- Extracted information -
use crate::arena::Handle;
use crate::compare::{Compare, Natural};
use crate::entry::Entry;
use crate::red_black_tree::tree;
use crate::red_black_tree::{Result, DEFAULT_CHUNK_SIZE};
use log::debug;
use serde::de::{self, Deserialize, Deserializer, MapAccess, Visitor};
use serde::ser::{Serialize, SerializeMap, Serializer};
use std::borrow::Borrow;
use std::fmt;
use std::marker::PhantomData;
use std::ops::Index;
use std::result;
use std::vec;

/// An ordered map implemented using a red black tree.
///
/// A red black tree is a self-balancing binary search tree where every node is colored red or
/// black. The root is black, a red node never has a red child, and every path from the root to an
/// absent child passes through the same number of black nodes, which bounds the height of the tree
/// by `2 * log2(n + 1)`.
///
/// Keys are ordered by a comparator `C`. The default comparator, `Natural`, uses the keys' `Ord`
/// implementation, but any `Fn(&T, &T) -> Ordering` can be supplied with `with_comparator`. Set
/// operations such as `union` require both maps to use equivalent comparators.
///
/// Every operation that allocates returns a `Result` and reports allocation failure as
/// `Error::OutOfMemory`.
///
/// # Examples
///
/// ```
/// use red_black_collections::red_black_tree::RedBlackMap;
///
/// let mut map = RedBlackMap::new();
/// map.insert(0, 1).unwrap();
/// map.insert(3, 4).unwrap();
///
/// assert_eq!(map[&0], 1);
/// assert_eq!(map.get(&1), None);
/// assert_eq!(map.len(), 2);
///
/// assert_eq!(map.min(), Some(&0));
/// assert_eq!(map.insert(0, 2).unwrap(), Some(1));
/// assert_eq!(map[&0], 2);
/// ```
pub struct RedBlackMap<T, U, C = Natural> {
    arena: tree::Arena<T, U>,
    root: Option<Handle>,
    len: usize,
    comparator: C,
}

impl<T, U> RedBlackMap<T, U> {
    /// Constructs a new, empty `RedBlackMap<T, U>` ordered by `Ord`.
    ///
    /// # Examples
    ///
    /// ```
    /// use red_black_collections::red_black_tree::RedBlackMap;
    ///
    /// let map: RedBlackMap<u32, u32> = RedBlackMap::new();
    /// ```
    pub fn new() -> Self {
        RedBlackMap::with_comparator(Natural)
    }
}

impl<T, U, C> RedBlackMap<T, U, C> {
    /// Constructs a new, empty `RedBlackMap<T, U, C>` ordered by `comparator`.
    ///
    /// # Examples
    ///
    /// ```
    /// use red_black_collections::red_black_tree::RedBlackMap;
    ///
    /// let mut map = RedBlackMap::with_comparator(|a: &u32, b: &u32| b.cmp(a));
    /// map.insert(1, "a").unwrap();
    /// map.insert(2, "b").unwrap();
    /// assert_eq!(map.min(), Some(&2));
    /// ```
    pub fn with_comparator(comparator: C) -> Self {
        RedBlackMap::with_chunk_size(comparator, DEFAULT_CHUNK_SIZE)
    }

    /// Constructs a new, empty `RedBlackMap<T, U, C>` ordered by `comparator` whose nodes are
    /// allocated `chunk_size` at a time.
    ///
    /// # Panics
    ///
    /// Panics if `chunk_size` is zero.
    ///
    /// # Examples
    ///
    /// ```
    /// use red_black_collections::compare::Natural;
    /// use red_black_collections::red_black_tree::RedBlackMap;
    ///
    /// let map: RedBlackMap<u32, u32> = RedBlackMap::with_chunk_size(Natural, 4096);
    /// ```
    pub fn with_chunk_size(comparator: C, chunk_size: usize) -> Self {
        RedBlackMap {
            arena: tree::Arena::new(chunk_size),
            root: None,
            len: 0,
            comparator,
        }
    }

    /// Returns a reference to the comparator of the map.
    pub fn comparator(&self) -> &C {
        &self.comparator
    }

    /// Inserts a key-value pair into the map. If the key already exists in the map, the value is
    /// replaced and the old value is returned; the stored key is left unchanged. Returns an error
    /// if a node could not be allocated.
    ///
    /// # Examples
    ///
    /// ```
    /// use red_black_collections::red_black_tree::RedBlackMap;
    ///
    /// let mut map = RedBlackMap::new();
    /// assert_eq!(map.insert(1, 1).unwrap(), None);
    /// assert_eq!(map.get(&1), Some(&1));
    /// assert_eq!(map.insert(1, 2).unwrap(), Some(1));
    /// assert_eq!(map.get(&1), Some(&2));
    /// ```
    pub fn insert(&mut self, key: T, value: U) -> Result<Option<U>>
    where
        C: Compare<T>,
    {
        let RedBlackMap {
            ref mut arena,
            ref mut root,
            ref mut len,
            ref comparator,
        } = self;
        let ret = tree::insert(arena, root, comparator, key, value)?;
        if ret.is_none() {
            *len += 1;
        }
        Ok(ret)
    }

    /// Checks if a key exists in the map.
    ///
    /// # Examples
    ///
    /// ```
    /// use red_black_collections::red_black_tree::RedBlackMap;
    ///
    /// let mut map = RedBlackMap::new();
    /// map.insert(1, 1).unwrap();
    /// assert!(!map.contains_key(&0));
    /// assert!(map.contains_key(&1));
    /// ```
    pub fn contains_key<V>(&self, key: &V) -> bool
    where
        T: Borrow<V>,
        C: Compare<V>,
        V: ?Sized,
    {
        tree::get(&self.arena, self.root, &self.comparator, key).is_some()
    }

    /// Returns an immutable reference to the value associated with a particular key. It will
    /// return `None` if the key does not exist in the map.
    ///
    /// # Examples
    ///
    /// ```
    /// use red_black_collections::red_black_tree::RedBlackMap;
    ///
    /// let mut map = RedBlackMap::new();
    /// map.insert(1, 1).unwrap();
    /// assert_eq!(map.get(&0), None);
    /// assert_eq!(map.get(&1), Some(&1));
    /// ```
    pub fn get<V>(&self, key: &V) -> Option<&U>
    where
        T: Borrow<V>,
        C: Compare<V>,
        V: ?Sized,
    {
        tree::get(&self.arena, self.root, &self.comparator, key)
            .map(|handle| &self.arena[handle].entry.value)
    }

    /// Returns a mutable reference to the value associated with a particular key. Returns `None`
    /// if such a key does not exist.
    ///
    /// # Examples
    ///
    /// ```
    /// use red_black_collections::red_black_tree::RedBlackMap;
    ///
    /// let mut map = RedBlackMap::new();
    /// map.insert(1, 1).unwrap();
    /// *map.get_mut(&1).unwrap() = 2;
    /// assert_eq!(map.get(&1), Some(&2));
    /// ```
    pub fn get_mut<V>(&mut self, key: &V) -> Option<&mut U>
    where
        T: Borrow<V>,
        C: Compare<V>,
        V: ?Sized,
    {
        match tree::get(&self.arena, self.root, &self.comparator, key) {
            Some(handle) => Some(&mut self.arena[handle].entry.value),
            None => None,
        }
    }

    /// Returns the number of elements in the map.
    ///
    /// # Examples
    ///
    /// ```
    /// use red_black_collections::red_black_tree::RedBlackMap;
    ///
    /// let mut map = RedBlackMap::new();
    /// map.insert(1, 1).unwrap();
    /// assert_eq!(map.len(), 1);
    /// ```
    pub fn len(&self) -> usize {
        self.len
    }

    /// Returns `true` if the map is empty.
    ///
    /// # Examples
    ///
    /// ```
    /// use red_black_collections::red_black_tree::RedBlackMap;
    ///
    /// let map: RedBlackMap<u32, u32> = RedBlackMap::new();
    /// assert!(map.is_empty());
    /// ```
    pub fn is_empty(&self) -> bool {
        self.len == 0
    }

    /// Clears the map, removing all values. The comparator is kept.
    ///
    /// # Examples
    ///
    /// ```
    /// use red_black_collections::red_black_tree::RedBlackMap;
    ///
    /// let mut map = RedBlackMap::new();
    /// map.insert(1, 1).unwrap();
    /// map.insert(2, 2).unwrap();
    /// map.clear();
    /// assert_eq!(map.is_empty(), true);
    /// ```
    pub fn clear(&mut self) {
        self.arena.clear();
        self.root = None;
        self.len = 0;
    }

    /// Returns the minimum key of the map. Returns `None` if the map is empty.
    ///
    /// # Examples
    ///
    /// ```
    /// use red_black_collections::red_black_tree::RedBlackMap;
    ///
    /// let mut map = RedBlackMap::new();
    /// map.insert(1, 1).unwrap();
    /// map.insert(3, 3).unwrap();
    /// assert_eq!(map.min(), Some(&1));
    /// ```
    pub fn min(&self) -> Option<&T> {
        tree::min(&self.arena, self.root).map(|handle| &self.arena[handle].entry.key)
    }

    /// Returns the maximum key of the map. Returns `None` if the map is empty.
    ///
    /// # Examples
    ///
    /// ```
    /// use red_black_collections::red_black_tree::RedBlackMap;
    ///
    /// let mut map = RedBlackMap::new();
    /// map.insert(1, 1).unwrap();
    /// map.insert(3, 3).unwrap();
    /// assert_eq!(map.max(), Some(&3));
    /// ```
    pub fn max(&self) -> Option<&T> {
        tree::max(&self.arena, self.root).map(|handle| &self.arena[handle].entry.key)
    }

    /// Returns an iterator over the map. The iterator will yield key-value pairs using in-order
    /// traversal. It starts at the leftmost node and walks parent links to find successors, so it
    /// needs no auxiliary storage.
    ///
    /// # Examples
    ///
    /// ```
    /// use red_black_collections::red_black_tree::RedBlackMap;
    ///
    /// let mut map = RedBlackMap::new();
    /// map.insert(1, 1).unwrap();
    /// map.insert(2, 2).unwrap();
    ///
    /// let mut iterator = map.iter();
    /// assert!(iterator.has_next());
    /// assert_eq!(iterator.next(), Some((&1, &1)));
    /// assert_eq!(iterator.next(), Some((&2, &2)));
    /// assert!(!iterator.has_next());
    /// assert_eq!(iterator.next(), None);
    /// ```
    pub fn iter(&self) -> RedBlackMapIter<'_, T, U> {
        RedBlackMapIter {
            arena: &self.arena,
            current: tree::min(&self.arena, self.root),
            remaining: self.len,
        }
    }

    /// Returns an iterator over the keys of the map in order.
    ///
    /// # Examples
    ///
    /// ```
    /// use red_black_collections::red_black_tree::RedBlackMap;
    ///
    /// let mut map = RedBlackMap::new();
    /// map.insert(2, "b").unwrap();
    /// map.insert(1, "a").unwrap();
    /// assert_eq!(map.keys().collect::<Vec<&u32>>(), vec![&1, &2]);
    /// ```
    pub fn keys(&self) -> RedBlackMapKeys<'_, T, U> {
        RedBlackMapKeys {
            map_iter: self.iter(),
        }
    }

    /// Returns an iterator over the values of the map, ordered by their keys.
    ///
    /// # Examples
    ///
    /// ```
    /// use red_black_collections::red_black_tree::RedBlackMap;
    ///
    /// let mut map = RedBlackMap::new();
    /// map.insert(2, "b").unwrap();
    /// map.insert(1, "a").unwrap();
    /// assert_eq!(map.values().collect::<Vec<&&str>>(), vec![&"a", &"b"]);
    /// ```
    pub fn values(&self) -> RedBlackMapValues<'_, T, U> {
        RedBlackMapValues {
            map_iter: self.iter(),
        }
    }

    /// Verifies the structure of the tree: the root is black, no red node has a red child, every
    /// path has the same black height, parent links match child links, keys are strictly
    /// increasing in order, and the cached length matches the number of nodes. Returns the first
    /// violation found.
    ///
    /// The check visits every node and recurses to the height of the tree.
    ///
    /// # Examples
    ///
    /// ```
    /// use red_black_collections::red_black_tree::RedBlackMap;
    ///
    /// let mut map = RedBlackMap::new();
    /// for key in 0..100 {
    ///     map.insert(key, ()).unwrap();
    /// }
    /// assert!(map.check_invariants().is_ok());
    /// ```
    pub fn check_invariants(&self) -> Result<()>
    where
        C: Compare<T>,
    {
        tree::verify(&self.arena, self.root, &self.comparator, self.len)
    }

    fn empty_like(&self) -> Self
    where
        C: Clone,
    {
        RedBlackMap::with_chunk_size(self.comparator.clone(), self.arena.chunk_size())
    }

    /// Returns a new map with the same comparator and the same key-value pairs. The new map does
    /// not share any nodes with `self`.
    ///
    /// # Examples
    ///
    /// ```
    /// use red_black_collections::red_black_tree::RedBlackMap;
    ///
    /// let mut map = RedBlackMap::new();
    /// map.insert(1, 1).unwrap();
    ///
    /// let mut copy = map.copy().unwrap();
    /// copy.insert(2, 2).unwrap();
    /// assert_eq!(map.len(), 1);
    /// assert_eq!(copy.len(), 2);
    /// ```
    pub fn copy(&self) -> Result<Self>
    where
        T: Clone,
        U: Clone,
        C: Compare<T> + Clone,
    {
        let mut ret = self.empty_like();
        for (key, value) in self {
            ret.insert(key.clone(), value.clone())?;
        }
        Ok(ret)
    }

    /// Returns a new map containing every key in `self` or `other`. Values of keys present in both
    /// maps are taken from `other`.
    ///
    /// # Examples
    ///
    /// ```
    /// use red_black_collections::red_black_tree::RedBlackMap;
    ///
    /// let mut a = RedBlackMap::new();
    /// a.insert(1, "a").unwrap();
    /// a.insert(2, "a").unwrap();
    ///
    /// let mut b = RedBlackMap::new();
    /// b.insert(2, "b").unwrap();
    /// b.insert(3, "b").unwrap();
    ///
    /// let union = a.union(&b).unwrap();
    /// assert_eq!(
    ///     union.iter().collect::<Vec<(&u32, &&str)>>(),
    ///     vec![(&1, &"a"), (&2, &"b"), (&3, &"b")],
    /// );
    /// ```
    pub fn union(&self, other: &Self) -> Result<Self>
    where
        T: Clone,
        U: Clone,
        C: Compare<T> + Clone,
    {
        let mut ret = self.copy()?;
        for (key, value) in other {
            ret.insert(key.clone(), value.clone())?;
        }
        debug!("union of {} and {} keys has {} keys", self.len, other.len, ret.len);
        Ok(ret)
    }

    /// Returns a new map containing the keys present in both `self` and `other`, with values taken
    /// from `self`.
    ///
    /// # Examples
    ///
    /// ```
    /// use red_black_collections::red_black_tree::RedBlackMap;
    ///
    /// let mut a = RedBlackMap::new();
    /// a.insert(1, "a").unwrap();
    /// a.insert(2, "a").unwrap();
    ///
    /// let mut b = RedBlackMap::new();
    /// b.insert(2, "b").unwrap();
    ///
    /// let intersection = a.intersection(&b).unwrap();
    /// assert_eq!(intersection.iter().collect::<Vec<(&u32, &&str)>>(), vec![(&2, &"a")]);
    /// ```
    pub fn intersection(&self, other: &Self) -> Result<Self>
    where
        T: Clone,
        U: Clone,
        C: Compare<T> + Clone,
    {
        let mut ret = self.empty_like();
        for (key, value) in self {
            if other.contains_key(key) {
                ret.insert(key.clone(), value.clone())?;
            }
        }
        debug!("intersection of {} and {} keys has {} keys", self.len, other.len, ret.len);
        Ok(ret)
    }

    /// Returns a new map containing the keys of `self` that are not in `other`, with values taken
    /// from `self`.
    ///
    /// # Examples
    ///
    /// ```
    /// use red_black_collections::red_black_tree::RedBlackMap;
    ///
    /// let mut a = RedBlackMap::new();
    /// a.insert(1, "a").unwrap();
    /// a.insert(2, "a").unwrap();
    ///
    /// let mut b = RedBlackMap::new();
    /// b.insert(2, "b").unwrap();
    ///
    /// let difference = a.difference(&b).unwrap();
    /// assert_eq!(difference.iter().collect::<Vec<(&u32, &&str)>>(), vec![(&1, &"a")]);
    /// ```
    pub fn difference(&self, other: &Self) -> Result<Self>
    where
        T: Clone,
        U: Clone,
        C: Compare<T> + Clone,
    {
        let mut ret = self.empty_like();
        for (key, value) in self {
            if !other.contains_key(key) {
                ret.insert(key.clone(), value.clone())?;
            }
        }
        debug!("difference of {} and {} keys has {} keys", self.len, other.len, ret.len);
        Ok(ret)
    }
}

- Task prompt -
Number of lines containing "present" in the data: state it and nothing more.

- Finished task -
2